[[ Input records open ]]
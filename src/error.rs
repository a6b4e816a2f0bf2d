

use thiserror::Error;

/// The master error type.
#[derive(Debug, Error)]
pub enum McError {
	#[error("IO Error: {0}")]
	IoError(#[from] std::io::Error),
	#[error("Input ended unexpectedly.")]
	UnexpectedEof,
	#[error("Chunk not found.")]
	ChunkNotFound,
	#[error("Invalid Compression value: {0}")]
	InvalidCompressionScheme(u8),
	#[error("Out of range error.")]
	OutOfRange,
	#[error("Failed to convert to UTF-8 string.")]
	FromUtf8Error(#[from] std::string::FromUtf8Error),
	#[error("Unsupported Tag ID: {0}")]
	UnsupportedTagId(u8),
	#[error("Encountered the End Tag ID marker.")]
	EndTagMarker,
	#[error("Tag mismatch: expected {expected}, found {found}.")]
	TagMismatch {
		expected: &'static str,
		found: &'static str,
	},
	#[error("Tag nesting exceeds the depth limit.")]
	TagTooDeep,
	#[error("Chunk does not fit in 255 sectors.")]
	ChunkTooLarge,
	#[error("Chunk length {length} exceeds its sector allocation of {maximum} bytes.")]
	LengthExceedsMaximum {
		length: u32,
		maximum: u32,
	},
	#[error("Corrupted region header: {0}")]
	CorruptHeader(String),
	#[error("Path does not match the r.<x>.<z>.<ext> pattern: {0}")]
	BadPath(String),
	#[error("{0}")]
	Custom(String),
}

pub type McResult<T> = Result<T, McError>;

impl McError {

	/// Collapses short reads into [McError::UnexpectedEof] so that a
	/// truncated tag or header is distinguishable from a real I/O failure.
	pub(crate) fn eof(error: std::io::Error) -> McError {
		if error.kind() == std::io::ErrorKind::UnexpectedEof {
			McError::UnexpectedEof
		} else {
			McError::IoError(error)
		}
	}

	pub fn custom<T, S: AsRef<str>>(msg: S) -> Result<T, McError> {
		Err(McError::Custom(msg.as_ref().to_owned()))
	}
}

impl serde::ser::Error for McError {
	fn custom<T: std::fmt::Display>(msg: T) -> Self {
		McError::Custom(msg.to_string())
	}
}

impl serde::de::Error for McError {
	fn custom<T: std::fmt::Display>(msg: T) -> Self {
		McError::Custom(msg.to_string())
	}
}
[[ Input records closed ]]
## Task to complete:
Copy every record above exactly as it is.

## Task answer:
filename src/error.rs
repository a6b4e816a2f0bf2d


use thiserror::Error;

/// The master error type.
#[derive(Debug, Error)]
pub enum McError {
	#[error("IO Error: {0}")]
	IoError(#[from] std::io::Error),
	#[error("Input ended unexpectedly.")]
	UnexpectedEof,
	#[error("Chunk not found.")]
	ChunkNotFound,
	#[error("Invalid Compression value: {0}")]
	InvalidCompressionScheme(u8),
	#[error("Out of range error.")]
	OutOfRange,
	#[error("Failed to convert to UTF-8 string.")]
	FromUtf8Error(#[from] std::string::FromUtf8Error),
	#[error("Unsupported Tag ID: {0}")]
	UnsupportedTagId(u8),
	#[error("Encountered the End Tag ID marker.")]
	EndTagMarker,
	#[error("Tag mismatch: expected {expected}, found {found}.")]
	TagMismatch {
		expected: &'static str,
		found: &'static str,
	},
	#[error("Tag nesting exceeds the depth limit.")]
	TagTooDeep,
	#[error("Chunk does not fit in 255 sectors.")]
	ChunkTooLarge,
	#[error("Chunk length {length} exceeds its sector allocation of {maximum} bytes.")]
	LengthExceedsMaximum {
		length: u32,
		maximum: u32,
	},
	#[error("Corrupted region header: {0}")]
	CorruptHeader(String),
	#[error("Path does not match the r.<x>.<z>.<ext> pattern: {0}")]
	BadPath(String),
	#[error("{0}")]
	Custom(String),
}

pub type McResult<T> = Result<T, McError>;

impl McError {

	/// Collapses short reads into [McError::UnexpectedEof] so that a
	/// truncated tag or header is distinguishable from a real I/O failure.
	pub(crate) fn eof(error: std::io::Error) -> McError {
		if error.kind() == std::io::ErrorKind::UnexpectedEof {
			McError::UnexpectedEof
		} else {
			McError::IoError(error)
		}
	}

	pub fn custom<T, S: AsRef<str>>(msg: S) -> Result<T, McError> {
		Err(McError::Custom(msg.as_ref().to_owned()))
	}
}

impl serde::ser::Error for McError {
	fn custom<T: std::fmt::Display>(msg: T) -> Self {
		McError::Custom(msg.to_string())
	}
}

impl serde::de::Error for McError {
	fn custom<T: std::fmt::Display>(msg: T) -> Self {
		McError::Custom(msg.to_string())
	}
}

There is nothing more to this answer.